§ **Problem statement**
Scan the records below for the line with "Inline span processing." and the line with "earlier pass consumed.". Repeat those two lines and every line between them exactly, and nothing else.

[Saved data entries]
* * * *
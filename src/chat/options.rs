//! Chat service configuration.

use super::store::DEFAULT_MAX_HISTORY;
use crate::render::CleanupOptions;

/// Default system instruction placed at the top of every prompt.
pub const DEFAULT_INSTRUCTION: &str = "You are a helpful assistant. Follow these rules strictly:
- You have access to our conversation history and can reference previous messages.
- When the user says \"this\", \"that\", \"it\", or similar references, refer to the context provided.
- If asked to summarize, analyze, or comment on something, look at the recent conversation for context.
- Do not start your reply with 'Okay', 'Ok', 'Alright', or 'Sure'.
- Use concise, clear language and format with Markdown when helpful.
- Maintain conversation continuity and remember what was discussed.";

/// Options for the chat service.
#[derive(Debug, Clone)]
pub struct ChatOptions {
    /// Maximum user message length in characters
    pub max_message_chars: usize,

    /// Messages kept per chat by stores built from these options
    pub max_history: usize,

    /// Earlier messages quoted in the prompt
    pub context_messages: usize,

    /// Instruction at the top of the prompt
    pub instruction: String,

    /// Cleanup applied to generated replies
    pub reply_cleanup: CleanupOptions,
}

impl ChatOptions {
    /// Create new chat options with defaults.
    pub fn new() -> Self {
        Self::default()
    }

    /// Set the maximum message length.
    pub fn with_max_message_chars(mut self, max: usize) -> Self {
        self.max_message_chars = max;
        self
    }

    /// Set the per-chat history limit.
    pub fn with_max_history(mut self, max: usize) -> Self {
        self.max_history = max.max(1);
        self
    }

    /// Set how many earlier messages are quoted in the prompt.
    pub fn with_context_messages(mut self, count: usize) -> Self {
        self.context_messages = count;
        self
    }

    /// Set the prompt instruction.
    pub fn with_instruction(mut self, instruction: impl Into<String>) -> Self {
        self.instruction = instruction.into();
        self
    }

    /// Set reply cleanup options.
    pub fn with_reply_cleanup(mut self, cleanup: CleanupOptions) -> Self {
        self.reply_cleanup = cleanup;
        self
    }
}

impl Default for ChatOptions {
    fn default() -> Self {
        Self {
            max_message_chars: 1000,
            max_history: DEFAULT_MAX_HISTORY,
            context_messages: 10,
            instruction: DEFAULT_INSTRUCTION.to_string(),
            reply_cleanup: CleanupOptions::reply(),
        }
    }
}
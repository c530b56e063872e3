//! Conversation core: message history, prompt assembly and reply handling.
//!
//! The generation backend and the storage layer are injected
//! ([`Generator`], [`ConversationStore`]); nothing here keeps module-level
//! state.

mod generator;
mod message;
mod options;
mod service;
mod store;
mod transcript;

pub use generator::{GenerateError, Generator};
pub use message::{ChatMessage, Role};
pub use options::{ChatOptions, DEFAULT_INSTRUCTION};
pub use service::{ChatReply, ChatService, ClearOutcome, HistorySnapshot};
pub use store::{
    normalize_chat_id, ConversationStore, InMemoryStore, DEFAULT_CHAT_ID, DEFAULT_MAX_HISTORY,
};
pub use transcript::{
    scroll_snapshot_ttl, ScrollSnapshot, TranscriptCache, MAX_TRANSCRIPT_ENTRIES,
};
* * * *
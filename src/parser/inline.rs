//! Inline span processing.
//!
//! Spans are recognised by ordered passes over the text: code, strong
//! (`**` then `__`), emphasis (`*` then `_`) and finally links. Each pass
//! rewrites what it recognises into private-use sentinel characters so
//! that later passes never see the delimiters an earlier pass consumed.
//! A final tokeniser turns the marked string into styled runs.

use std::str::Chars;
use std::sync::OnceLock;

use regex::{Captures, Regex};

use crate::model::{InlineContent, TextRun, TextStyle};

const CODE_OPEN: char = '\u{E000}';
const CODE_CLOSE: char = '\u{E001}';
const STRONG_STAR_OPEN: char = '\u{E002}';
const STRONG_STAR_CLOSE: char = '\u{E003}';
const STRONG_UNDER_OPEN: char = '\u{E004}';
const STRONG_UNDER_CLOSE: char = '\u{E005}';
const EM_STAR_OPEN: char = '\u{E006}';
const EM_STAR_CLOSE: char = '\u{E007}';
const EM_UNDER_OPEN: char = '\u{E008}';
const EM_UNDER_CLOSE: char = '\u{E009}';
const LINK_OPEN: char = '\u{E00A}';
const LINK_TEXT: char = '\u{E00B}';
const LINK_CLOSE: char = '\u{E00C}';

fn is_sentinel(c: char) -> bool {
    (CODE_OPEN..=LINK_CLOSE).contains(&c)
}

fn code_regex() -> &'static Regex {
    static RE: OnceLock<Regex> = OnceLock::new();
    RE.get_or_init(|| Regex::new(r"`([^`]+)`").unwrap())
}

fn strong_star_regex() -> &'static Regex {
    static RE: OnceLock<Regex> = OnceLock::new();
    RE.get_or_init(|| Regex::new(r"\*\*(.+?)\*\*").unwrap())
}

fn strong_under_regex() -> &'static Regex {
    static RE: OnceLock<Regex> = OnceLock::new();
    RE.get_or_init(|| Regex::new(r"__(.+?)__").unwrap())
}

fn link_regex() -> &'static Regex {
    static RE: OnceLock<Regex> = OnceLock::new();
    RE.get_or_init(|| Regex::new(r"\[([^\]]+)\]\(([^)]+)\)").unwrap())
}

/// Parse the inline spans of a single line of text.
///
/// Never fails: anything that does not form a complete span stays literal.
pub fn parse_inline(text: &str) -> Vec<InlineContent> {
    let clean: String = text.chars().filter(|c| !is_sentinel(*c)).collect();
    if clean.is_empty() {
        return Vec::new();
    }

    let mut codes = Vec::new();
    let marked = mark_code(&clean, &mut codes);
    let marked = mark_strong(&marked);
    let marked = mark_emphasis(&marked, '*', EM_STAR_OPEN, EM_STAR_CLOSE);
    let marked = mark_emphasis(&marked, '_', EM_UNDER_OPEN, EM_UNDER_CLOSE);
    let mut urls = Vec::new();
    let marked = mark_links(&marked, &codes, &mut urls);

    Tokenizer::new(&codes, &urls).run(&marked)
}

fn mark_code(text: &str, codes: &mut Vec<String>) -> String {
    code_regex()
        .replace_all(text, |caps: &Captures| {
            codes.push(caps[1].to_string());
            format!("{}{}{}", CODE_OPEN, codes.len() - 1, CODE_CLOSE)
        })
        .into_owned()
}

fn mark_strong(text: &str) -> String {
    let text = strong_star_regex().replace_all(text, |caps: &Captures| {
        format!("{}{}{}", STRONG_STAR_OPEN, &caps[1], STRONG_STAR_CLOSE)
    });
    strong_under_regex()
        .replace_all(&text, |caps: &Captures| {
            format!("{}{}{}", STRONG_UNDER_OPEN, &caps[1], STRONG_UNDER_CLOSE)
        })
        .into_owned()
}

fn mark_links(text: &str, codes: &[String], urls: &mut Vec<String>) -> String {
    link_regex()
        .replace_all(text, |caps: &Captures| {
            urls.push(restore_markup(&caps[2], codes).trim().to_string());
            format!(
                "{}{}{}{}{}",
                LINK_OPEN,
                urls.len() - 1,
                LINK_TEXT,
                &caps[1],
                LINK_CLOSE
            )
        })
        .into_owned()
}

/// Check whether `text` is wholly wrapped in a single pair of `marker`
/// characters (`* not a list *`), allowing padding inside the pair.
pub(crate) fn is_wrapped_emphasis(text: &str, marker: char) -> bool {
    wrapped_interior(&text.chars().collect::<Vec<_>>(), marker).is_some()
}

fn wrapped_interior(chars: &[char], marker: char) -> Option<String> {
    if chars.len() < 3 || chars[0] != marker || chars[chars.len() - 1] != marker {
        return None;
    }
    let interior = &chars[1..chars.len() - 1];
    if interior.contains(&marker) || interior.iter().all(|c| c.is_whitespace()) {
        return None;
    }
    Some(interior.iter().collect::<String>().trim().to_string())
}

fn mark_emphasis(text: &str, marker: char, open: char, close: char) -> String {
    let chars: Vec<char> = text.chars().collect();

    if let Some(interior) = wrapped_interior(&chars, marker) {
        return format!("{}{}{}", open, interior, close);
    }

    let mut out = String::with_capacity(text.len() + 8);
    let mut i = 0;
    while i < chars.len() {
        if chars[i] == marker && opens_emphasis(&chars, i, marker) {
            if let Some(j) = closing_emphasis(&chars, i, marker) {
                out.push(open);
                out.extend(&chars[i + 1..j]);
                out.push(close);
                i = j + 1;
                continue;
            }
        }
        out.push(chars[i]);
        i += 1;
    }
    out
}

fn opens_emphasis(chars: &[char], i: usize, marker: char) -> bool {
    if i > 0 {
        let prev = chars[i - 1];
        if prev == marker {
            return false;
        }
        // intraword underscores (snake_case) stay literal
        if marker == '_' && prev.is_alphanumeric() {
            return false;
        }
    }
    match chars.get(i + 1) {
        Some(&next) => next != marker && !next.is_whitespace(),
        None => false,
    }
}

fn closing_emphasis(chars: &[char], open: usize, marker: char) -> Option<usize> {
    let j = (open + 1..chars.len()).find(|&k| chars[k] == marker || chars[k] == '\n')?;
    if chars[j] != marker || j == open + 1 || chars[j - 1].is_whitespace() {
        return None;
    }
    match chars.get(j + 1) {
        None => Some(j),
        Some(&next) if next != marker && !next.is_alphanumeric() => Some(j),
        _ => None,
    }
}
* * * *
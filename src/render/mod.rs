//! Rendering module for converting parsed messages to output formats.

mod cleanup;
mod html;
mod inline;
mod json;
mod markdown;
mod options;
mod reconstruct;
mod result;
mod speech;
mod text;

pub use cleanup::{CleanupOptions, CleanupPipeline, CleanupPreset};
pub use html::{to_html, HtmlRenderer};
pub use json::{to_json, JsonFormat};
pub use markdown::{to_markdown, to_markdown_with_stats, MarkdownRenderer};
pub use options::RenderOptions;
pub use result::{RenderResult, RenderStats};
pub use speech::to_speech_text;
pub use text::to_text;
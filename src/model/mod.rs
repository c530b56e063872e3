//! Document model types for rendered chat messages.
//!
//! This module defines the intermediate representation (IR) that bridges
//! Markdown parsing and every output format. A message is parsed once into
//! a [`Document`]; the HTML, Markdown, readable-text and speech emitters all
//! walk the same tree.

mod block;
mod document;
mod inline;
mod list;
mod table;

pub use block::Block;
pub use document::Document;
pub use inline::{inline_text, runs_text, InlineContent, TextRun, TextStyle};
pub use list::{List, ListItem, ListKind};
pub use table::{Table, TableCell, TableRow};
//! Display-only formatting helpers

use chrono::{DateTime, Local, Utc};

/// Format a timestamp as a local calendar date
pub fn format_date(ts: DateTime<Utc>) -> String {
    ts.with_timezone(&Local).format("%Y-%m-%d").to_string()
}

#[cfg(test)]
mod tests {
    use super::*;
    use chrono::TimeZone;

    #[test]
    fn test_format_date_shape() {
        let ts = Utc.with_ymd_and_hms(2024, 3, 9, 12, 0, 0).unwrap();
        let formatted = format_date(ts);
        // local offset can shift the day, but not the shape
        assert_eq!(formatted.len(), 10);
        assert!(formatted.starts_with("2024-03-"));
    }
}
* * * *
§ **Exercise result**
//! Inline span processing.
//!
//! Spans are recognised by ordered passes over the text: code, strong
//! (`**` then `__`), emphasis (`*` then `_`) and finally links. Each pass
//! rewrites what it recognises into private-use sentinel characters so
//! that later passes never see the delimiters an earlier pass consumed.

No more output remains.